Do this in the beginning:

$ THEANO_FLAGS='mode=FAST_RUN,device=gpu,floatX=float32,lib.cnmem=0.85' jupyter notebook

(no $ sign, that's just the prompt); run this to make sure the theano code runs on the GPU.


In [1]:
%matplotlib inline

In [2]:
import theano
from theano import tensor as T
from theano.tensor.nnet import conv2d


WARNING (theano.sandbox.cuda): The cuda backend is deprecated and will be removed in the next release (v0.10).  Please switch to the gpuarray backend.

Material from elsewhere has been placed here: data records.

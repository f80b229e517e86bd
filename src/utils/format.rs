// src/utils/format.rs
//! Human-readable formatting for dashboard values

/// Formats a network difficulty with a T/G/M suffix
///
/// Suffixed values carry two decimals; anything below a million is printed
/// as a whole number.
pub fn format_difficulty(difficulty: f64) -> String {
    if difficulty >= 1e12 {
        format!("{:.2}T", difficulty / 1e12)
    } else if difficulty >= 1e9 {
        format!("{:.2}G", difficulty / 1e9)
    } else if difficulty >= 1e6 {
        format!("{:.2}M", difficulty / 1e6)
    } else {
        format!("{:.0}", difficulty)
    }
}

/// Formats a hashrate in hashes per second (H/s up to EH/s)
pub fn format_hashrate(hashrate: f64) -> String {
    if hashrate >= 1e18 {
        format!("{:.2} EH/s", hashrate / 1e18)
    } else if hashrate >= 1e15 {
        format!("{:.2} PH/s", hashrate / 1e15)
    } else if hashrate >= 1e12 {
        format!("{:.2} TH/s", hashrate / 1e12)
    } else if hashrate >= 1e9 {
        format!("{:.2} GH/s", hashrate / 1e9)
    } else if hashrate >= 1e6 {
        format!("{:.2} MH/s", hashrate / 1e6)
    } else {
        format!("{:.0} H/s", hashrate)
    }
}

/// Network hashrate implied by a difficulty at one block per 600 seconds
pub fn implied_network_hashrate(difficulty: f64) -> f64 {
    difficulty * 2f64.powi(32) / 600.0
}

/// Renders a duration in seconds as `HH:MM:SS`
///
/// Hours are not wrapped, so long runs print `100:00:00` and beyond.
pub fn format_uptime(seconds: u64) -> String {
    let hours = seconds / 3600;
    let minutes = (seconds % 3600) / 60;
    let secs = seconds % 60;
    format!("{:02}:{:02}:{:02}", hours, minutes, secs)
}

/// Share acceptance percentage with one decimal, `"100%"` before any share
pub fn format_efficiency(accepted: u32, rejected: u32) -> String {
    let total = u64::from(accepted) + u64::from(rejected);
    if total == 0 {
        return "100%".to_string();
    }
    let efficiency = accepted as f64 / total as f64 * 100.0;
    format!("{:.1}%", efficiency)
}

#[cfg(test)]
mod tests {
    use super::*;

    #[test]
    fn difficulty_picks_largest_suffix() {
        assert_eq!(format_difficulty(83_148_355_189_239.77), "83.15T");
        assert_eq!(format_difficulty(2.5e9), "2.50G");
        assert_eq!(format_difficulty(1_000_000.0), "1.00M");
        assert_eq!(format_difficulty(999_999.4), "999999");
    }

    #[test]
    fn hashrate_covers_every_unit() {
        assert_eq!(format_hashrate(5.95e20), "595.00 EH/s");
        assert_eq!(format_hashrate(1.5e15), "1.50 PH/s");
        assert_eq!(format_hashrate(2e12), "2.00 TH/s");
        assert_eq!(format_hashrate(3.25e9), "3.25 GH/s");
        assert_eq!(format_hashrate(4e6), "4.00 MH/s");
        assert_eq!(format_hashrate(1999.0), "1999 H/s");
    }

    #[test]
    fn implied_hashrate_matches_block_interval() {
        let hashrate = implied_network_hashrate(600.0);
        assert_eq!(hashrate, 4_294_967_296.0);
        assert_eq!(format_hashrate(hashrate), "4.29 GH/s");
    }

    #[test]
    fn uptime_is_zero_padded_and_unbounded() {
        assert_eq!(format_uptime(0), "00:00:00");
        assert_eq!(format_uptime(3_725), "01:02:05");
        assert_eq!(format_uptime(360_000), "100:00:00");
    }

    #[test]
    fn efficiency_handles_empty_and_mixed_counts() {
        assert_eq!(format_efficiency(0, 0), "100%");
        assert_eq!(format_efficiency(10, 0), "100.0%");
        assert_eq!(format_efficiency(2, 1), "66.7%");
        assert_eq!(format_efficiency(0, 4), "0.0%");
    }
}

You can get more information about how to switch at this URL:
 https://github.com/Theano/Theano/wiki/Converting-to-the-new-gpu-back-end%28gpuarray%29

Using gpu device 0: GeForce GTX 980 Ti (CNMeM is enabled with initial size: 80.0% of memory, cuDNN 5105)

In [3]:
from theano.tensor.signal import pool

In [4]:
import os, sys
import gzip
import six.moves.cPickle as pickle

In [5]:
import numpy
import numpy as np

In [6]:
# find where `mnist.pkl.gz` is on your own computer 
f=gzip.open("../Data/mnist.pkl.gz",'rb')
try:
    train_set,valid_set,test_set = pickle.load(f,encoding='latin1')
except:
    train_set,valid_set,test_set = pickle.load(f)
f.close()

In [7]:
train_set_x,train_set_y=train_set
valid_set_x,valid_set_y=valid_set
test_set_x,test_set_y=test_set
train_set_x = train_set_x.astype(theano.config.floatX)
train_set_y = train_set_y.astype(theano.config.floatX)
valid_set_x = valid_set_x.astype(theano.config.floatX)
valid_set_y = valid_set_y.astype(theano.config.floatX)
test_set_x = test_set_x.astype(theano.config.floatX)
test_set_y = test_set_y.astype(theano.config.floatX)
print(train_set_x.shape,train_set_y.shape) # observe the value for (m,d), number of training examples x number of features
print(valid_set_x.shape,valid_set_y.shape)
print(test_set_x.shape,test_set_y.shape)


((50000, 784), (50000,))
((10000, 784), (10000,))
((10000, 784), (10000,))

In [8]:
# this is for reshaping the MNIST data into something for convolution neural networks
train_set_x = train_set_x.reshape((train_set_x.shape[0],1,28,28))
valid_set_x = valid_set_x.reshape((valid_set_x.shape[0],1,28,28))
test_set_x = test_set_x.reshape((test_set_x.shape[0],1,28,28))
print(train_set_x.shape)
print(valid_set_x.shape)
print(test_set_x.shape)


(50000, 1, 28, 28)
(10000, 1, 28, 28)
(10000, 1, 28, 28)

In [9]:
print(train_set_y.min())
print(train_set_y.max())
print(valid_set_y.min())
print(valid_set_y.max())
print(test_set_y.min())
print(test_set_y.max())


0.0
9.0
0.0
9.0
0.0
9.0

Turn this into a so-called "one-hot vector representation."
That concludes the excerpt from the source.